The audience is also lapping up the digital experience with huge growth in streaming (BVOD). Appointment TV viewing is dead. SWM’s 7Plus platform has caught up with audience behaviour to provide content in viewers’ terms. In response, some 12.5 million users are now registered on the platform. The advertisers have followed suit so that ad revenue from online catch-up and live streaming reached $369.4 million in FY22.
The balance sheet has reached a new low of 0.7x net debt to EBITDA, below the target range of 1.0-1.5x. The 10% share buyback announced will bring leverage back within the range, if it is completed.

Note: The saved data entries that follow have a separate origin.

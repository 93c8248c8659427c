//! Response Module - Checked JSON parsing
//!
//! Defensive collaborator for response handling: validates a response's
//! declared content type before handing the body to the JSON parser.
//! Endpoints that answer HTML error pages (captive portals, proxies,
//! misconfigured servers) otherwise surface as opaque parse errors; this
//! wrapper logs a diagnostic preview of the body and fails loudly with a
//! descriptive error instead, so calling code never proceeds silently on
//! malformed data.
//!
//! This is an explicit wrapping function the response-handling layer
//! calls, not a patch over a shared parser.
//!
//! # Example
//!
//! ```ignore
//! use dpad_adapter::response::{parse_json, RawResponse};
//!
//! let response = RawResponse {
//!     url: "https://example.com/levels.json".to_string(),
//!     status: 200,
//!     content_type: Some("application/json".to_string()),
//!     body: r#"{"level": 1}"#.to_string(),
//! };
//!
//! let value = parse_json(&response)?;
//! ```

use thiserror::Error;

// =============================================================================
// TYPES
// =============================================================================

/// Characters of the body included in the diagnostic preview.
const PREVIEW_LIMIT: usize = 200;

/// A received response, reduced to the fields the wrapper needs.
#[derive(Clone, Debug)]
pub struct RawResponse {
    pub url: String,
    pub status: u16,
    /// Declared content type, unparsed (may carry parameters).
    pub content_type: Option<String>,
    /// Body, already read as text.
    pub body: String,
}

/// Errors from checked JSON parsing.
#[derive(Debug, Error)]
pub enum ResponseError {
    /// The declared content type is not JSON-like; the body was never
    /// handed to the JSON parser. A diagnostic preview was logged.
    #[error("non-JSON response for {url} (status {status}, content type {content_type:?})")]
    NonJsonContent {
        url: String,
        status: u16,
        content_type: Option<String>,
    },

    /// The content type was JSON-like but the body failed to parse.
    #[error("malformed JSON body: {0}")]
    Json(#[from] serde_json::Error),
}

// =============================================================================
// PARSING
// =============================================================================

/// Parse a response body as JSON after validating its declared content type.
///
/// Non-JSON content types log an error-level diagnostic (url, status,
/// declared type, first 200 characters of the body) and fail with
/// [`ResponseError::NonJsonContent`]. JSON-like content types defer to
/// `serde_json` unchanged.
pub fn parse_json(response: &RawResponse) -> Result<serde_json::Value, ResponseError> {
    let content_type = response.content_type.as_deref().unwrap_or("");

    if !is_json_like(content_type) {
        let preview: String = response.body.chars().take(PREVIEW_LIMIT).collect();
        tracing::error!(
            url = %response.url,
            status = response.status,
            content_type,
            preview = %preview,
            "non-JSON response when JSON was expected"
        );
        return Err(ResponseError::NonJsonContent {
            url: response.url.clone(),
            status: response.status,
            content_type: response.content_type.clone(),
        });
    }

    Ok(serde_json::from_str(&response.body)?)
}

/// Whether a declared content type is JSON-like: `application/json` or
/// `application/*+json`, case-insensitive, parameters ignored.
fn is_json_like(content_type: &str) -> bool {
    let essence = content_type
        .split(';')
        .next()
        .unwrap_or("")
        .trim()
        .to_ascii_lowercase();

    match essence.strip_prefix("application/") {
        Some(subtype) => subtype == "json" || subtype.ends_with("+json"),
        None => false,
    }
}

// =============================================================================
// TESTS
// =============================================================================
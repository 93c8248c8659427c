//! Event Module - Raw signals and broadcast payloads
//!
//! Types flowing through the adapter: the raw hardware signal coming in,
//! and the two payloads going out (structured notification + synthesized
//! standard key event).
//!
//! # API
//!
//! - `RawKeySignal` - Incoming platform signal (optional name, optional code)
//! - `SignalKind` - Press / Release / Char (press-only variant)
//! - `Modifiers` - Modifier key bitfield
//! - `ActionNotification` - Primary-channel broadcast payload
//! - `SynthKeyEvent` - Compatibility-channel broadcast payload

use crate::action::CanonicalAction;

// =============================================================================
// Modifiers (bitflags)
// =============================================================================

bitflags::bitflags! {
    /// Modifier key state as a bitfield.
    ///
    /// Combine with bitwise OR: `Modifiers::CTRL | Modifiers::SHIFT`
    #[derive(Debug, Clone, Copy, PartialEq, Eq, Default)]
    pub struct Modifiers: u8 {
        const NONE = 0;
        const CTRL = 1 << 0;
        const ALT = 1 << 1;
        const SHIFT = 1 << 2;
        const META = 1 << 3;
    }
}

// =============================================================================
// SIGNAL KIND
// =============================================================================

/// Polarity of a raw key signal.
///
/// `Char` is the press-only hardware variant: some keypads emit a single
/// character signal with no matching release, so the adapter synthesizes
/// the release itself (see the timer module).
#[derive(Clone, Copy, Debug, PartialEq, Eq)]
pub enum SignalKind {
    Press,
    Release,
    Char,
}

impl Default for SignalKind {
    fn default() -> Self {
        Self::Press
    }
}

// =============================================================================
// RAW KEY SIGNAL
// =============================================================================

/// An incoming hardware key signal.
///
/// Carries an optional symbolic name (e.g. `"ArrowUp"`, `" "`) and an
/// optional legacy numeric code. Some platforms populate both, some only
/// one, and the two can disagree - classification trusts the name first.
/// Ephemeral: produced by the platform, consumed immediately, never stored.
#[derive(Clone, Debug, PartialEq)]
pub struct RawKeySignal {
    /// Symbolic key name, if the platform reports one.
    pub key: Option<String>,
    /// Legacy numeric key code, if the platform reports one.
    pub code: Option<u32>,
    /// Press/release polarity (or `Char` for press-only sources).
    pub kind: SignalKind,
    /// Modifier keys held when the signal fired.
    pub modifiers: Modifiers,
}

impl RawKeySignal {
    /// Create a press signal with a symbolic name.
    pub fn press(key: impl Into<String>) -> Self {
        Self {
            key: Some(key.into()),
            code: None,
            kind: SignalKind::Press,
            modifiers: Modifiers::NONE,
        }
    }

    /// Create a release signal with a symbolic name.
    pub fn release(key: impl Into<String>) -> Self {
        Self {
            key: Some(key.into()),
            code: None,
            kind: SignalKind::Release,
            modifiers: Modifiers::NONE,
        }
    }

    /// Create a press-only character signal with a symbolic name.
    pub fn char_press(key: impl Into<String>) -> Self {
        Self {
            key: Some(key.into()),
            code: None,
            kind: SignalKind::Char,
            modifiers: Modifiers::NONE,
        }
    }

    /// Create a signal carrying only a numeric code.
    pub fn from_code(code: u32, kind: SignalKind) -> Self {
        Self {
            key: None,
            code: Some(code),
            kind,
            modifiers: Modifiers::NONE,
        }
    }

    /// Attach a numeric code to a signal that already has a name.
    pub fn with_code(mut self, code: u32) -> Self {
        self.code = Some(code);
        self
    }

    /// Reinterpret this signal as a press-only character signal.
    ///
    /// For hosts whose input source never reports key release.
    pub fn into_press_only(mut self) -> Self {
        self.kind = SignalKind::Char;
        self
    }
}

// =============================================================================
// BROADCAST PAYLOADS
// =============================================================================

/// Primary-channel payload: one classified action with its polarity and
/// the raw signal it came from. Immutable; no identity beyond the broadcast.
#[derive(Clone, Debug, PartialEq)]
pub struct ActionNotification {
    pub action: CanonicalAction,
    pub pressed: bool,
    pub origin: RawKeySignal,
}

/// Compatibility-channel payload: a synthesized standard key signal for
/// consumers that only understand the stock keyboard vocabulary.
#[derive(Clone, Copy, Debug, PartialEq, Eq)]
pub struct SynthKeyEvent {
    /// Standard key name (`"ArrowUp"`, `"Enter"`, `" "`, ...).
    pub key: &'static str,
    pub pressed: bool,
}

// =============================================================================
// TESTS
// =============================================================================

#[cfg(test)]
mod tests {
    use super::*;

    #[test]
    fn test_press_constructor() {
        let signal = RawKeySignal::press("ArrowUp");
        assert_eq!(signal.key.as_deref(), Some("ArrowUp"));
        assert_eq!(signal.code, None);
        assert_eq!(signal.kind, SignalKind::Press);
        assert_eq!(signal.modifiers, Modifiers::NONE);
    }

    #[test]
    fn test_from_code_constructor() {
        let signal = RawKeySignal::from_code(56, SignalKind::Char);
        assert_eq!(signal.key, None);
        assert_eq!(signal.code, Some(56));
        assert_eq!(signal.kind, SignalKind::Char);
    }

    #[test]
    fn test_with_code_keeps_name() {
        let signal = RawKeySignal::press("ArrowUp").with_code(38);
        assert_eq!(signal.key.as_deref(), Some("ArrowUp"));
        assert_eq!(signal.code, Some(38));
    }

    #[test]
    fn test_into_press_only() {
        let signal = RawKeySignal::press("ArrowDown").into_press_only();
        assert_eq!(signal.kind, SignalKind::Char);
    }

    #[test]
    fn test_modifier_flags_combine() {
        let mods = Modifiers::CTRL | Modifiers::SHIFT;
        assert!(mods.contains(Modifiers::CTRL));
        assert!(mods.contains(Modifiers::SHIFT));
        assert!(!mods.contains(Modifiers::ALT));
    }
}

As ever, content is crucial and a renewed AFL contract is in the wings, according to press reports. SWM has been an AFL broadcaster forever, it seems, and the new deal could top $500 million per season in total. As usual, Foxtel is said to be bidding alongside SWM so the carve up of games and coverage will be revealed in due course.
SWM is guiding reported group costs to be $1.20-1.22 billion in FY23f, and we think the linear TV advertising market will decline this year in the absence of the Olympics, Federal Election and COVID impacts that boosted ad revenue in FY22. This will be partially offset by a continuing increase in BVOD ad revenue.
Investment view
Although we see a softer TV ad market in FY23f, the operational and financial changes in SWM have set the business on a path to longer term earnings growth. The more its digital initiatives grow, the more it will offset the structural decline in linear TV and newspapers.
Risks to investment view
The Australian advertising market is prone to volatility so any material change to the economy would impact revenues and earnings. The industry is highly competitive, particularly over content, so losing premium content would affect audience share and revenue.
Recommendation
We have retained our Buy recommendation.